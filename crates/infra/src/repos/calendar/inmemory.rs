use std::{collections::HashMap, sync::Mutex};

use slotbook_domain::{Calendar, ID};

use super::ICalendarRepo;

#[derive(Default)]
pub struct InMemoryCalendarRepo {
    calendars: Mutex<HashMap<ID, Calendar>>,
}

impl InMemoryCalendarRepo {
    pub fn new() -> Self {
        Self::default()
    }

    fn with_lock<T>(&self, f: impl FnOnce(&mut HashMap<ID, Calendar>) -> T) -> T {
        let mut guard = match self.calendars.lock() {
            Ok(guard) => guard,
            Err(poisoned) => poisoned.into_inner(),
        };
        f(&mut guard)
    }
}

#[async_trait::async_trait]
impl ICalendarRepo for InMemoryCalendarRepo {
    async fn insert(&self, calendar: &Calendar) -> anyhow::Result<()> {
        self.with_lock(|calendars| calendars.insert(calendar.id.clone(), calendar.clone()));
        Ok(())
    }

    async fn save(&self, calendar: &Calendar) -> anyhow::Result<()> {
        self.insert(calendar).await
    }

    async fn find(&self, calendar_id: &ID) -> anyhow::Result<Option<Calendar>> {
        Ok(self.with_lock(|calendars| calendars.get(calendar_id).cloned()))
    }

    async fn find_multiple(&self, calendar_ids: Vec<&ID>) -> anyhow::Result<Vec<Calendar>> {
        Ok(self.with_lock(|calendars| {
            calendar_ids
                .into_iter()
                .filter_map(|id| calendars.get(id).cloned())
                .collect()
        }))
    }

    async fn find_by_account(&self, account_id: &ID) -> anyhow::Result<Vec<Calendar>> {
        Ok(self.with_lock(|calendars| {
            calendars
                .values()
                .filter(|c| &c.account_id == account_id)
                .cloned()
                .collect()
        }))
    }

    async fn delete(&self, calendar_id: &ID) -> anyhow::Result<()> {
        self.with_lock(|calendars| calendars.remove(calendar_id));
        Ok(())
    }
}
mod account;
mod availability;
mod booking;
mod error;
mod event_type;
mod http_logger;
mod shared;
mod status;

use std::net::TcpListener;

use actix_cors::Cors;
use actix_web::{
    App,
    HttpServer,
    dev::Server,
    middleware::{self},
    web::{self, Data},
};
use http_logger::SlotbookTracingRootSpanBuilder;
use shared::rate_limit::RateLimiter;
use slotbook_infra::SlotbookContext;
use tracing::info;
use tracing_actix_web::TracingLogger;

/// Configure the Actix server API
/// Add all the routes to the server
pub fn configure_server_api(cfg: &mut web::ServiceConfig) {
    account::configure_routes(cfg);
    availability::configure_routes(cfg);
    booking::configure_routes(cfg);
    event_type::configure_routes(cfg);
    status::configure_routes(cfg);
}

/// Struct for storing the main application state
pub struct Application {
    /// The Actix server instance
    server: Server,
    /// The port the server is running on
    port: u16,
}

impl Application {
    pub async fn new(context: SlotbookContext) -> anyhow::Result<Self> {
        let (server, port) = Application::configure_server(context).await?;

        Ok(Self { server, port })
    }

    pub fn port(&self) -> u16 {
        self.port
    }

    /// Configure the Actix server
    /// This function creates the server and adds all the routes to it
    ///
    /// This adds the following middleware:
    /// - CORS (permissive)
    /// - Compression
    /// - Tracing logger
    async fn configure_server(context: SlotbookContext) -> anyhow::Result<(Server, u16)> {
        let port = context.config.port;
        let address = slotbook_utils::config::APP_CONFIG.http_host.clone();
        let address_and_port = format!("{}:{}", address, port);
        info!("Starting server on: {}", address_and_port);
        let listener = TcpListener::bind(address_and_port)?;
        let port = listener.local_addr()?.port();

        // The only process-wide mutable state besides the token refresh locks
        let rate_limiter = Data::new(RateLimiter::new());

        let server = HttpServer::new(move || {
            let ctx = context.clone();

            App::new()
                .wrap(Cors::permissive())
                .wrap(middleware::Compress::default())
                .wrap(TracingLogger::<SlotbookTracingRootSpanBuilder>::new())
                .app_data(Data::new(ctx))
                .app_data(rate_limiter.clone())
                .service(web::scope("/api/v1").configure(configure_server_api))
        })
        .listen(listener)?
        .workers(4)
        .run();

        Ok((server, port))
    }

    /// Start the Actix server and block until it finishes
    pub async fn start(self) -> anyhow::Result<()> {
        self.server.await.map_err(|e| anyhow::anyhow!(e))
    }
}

------------------------------------

**PROBLEM STATEMENT**
Everything above from the line containing "let rate_limiter = Data::new(RateLimiter::new());" down to the line containing "until it finishes" should be copied exactly, both end lines included, and nothing else.

**THE COMPLETED TASK**
        let rate_limiter = Data::new(RateLimiter::new());

        let server = HttpServer::new(move || {
            let ctx = context.clone();

            App::new()
                .wrap(Cors::permissive())
                .wrap(middleware::Compress::default())
                .wrap(TracingLogger::<SlotbookTracingRootSpanBuilder>::new())
                .app_data(Data::new(ctx))
                .app_data(rate_limiter.clone())
                .service(web::scope("/api/v1").configure(configure_server_api))
        })
        .listen(listener)?
        .workers(4)
        .run();

        Ok((server, port))
    }

    /// Start the Actix server and block until it finishes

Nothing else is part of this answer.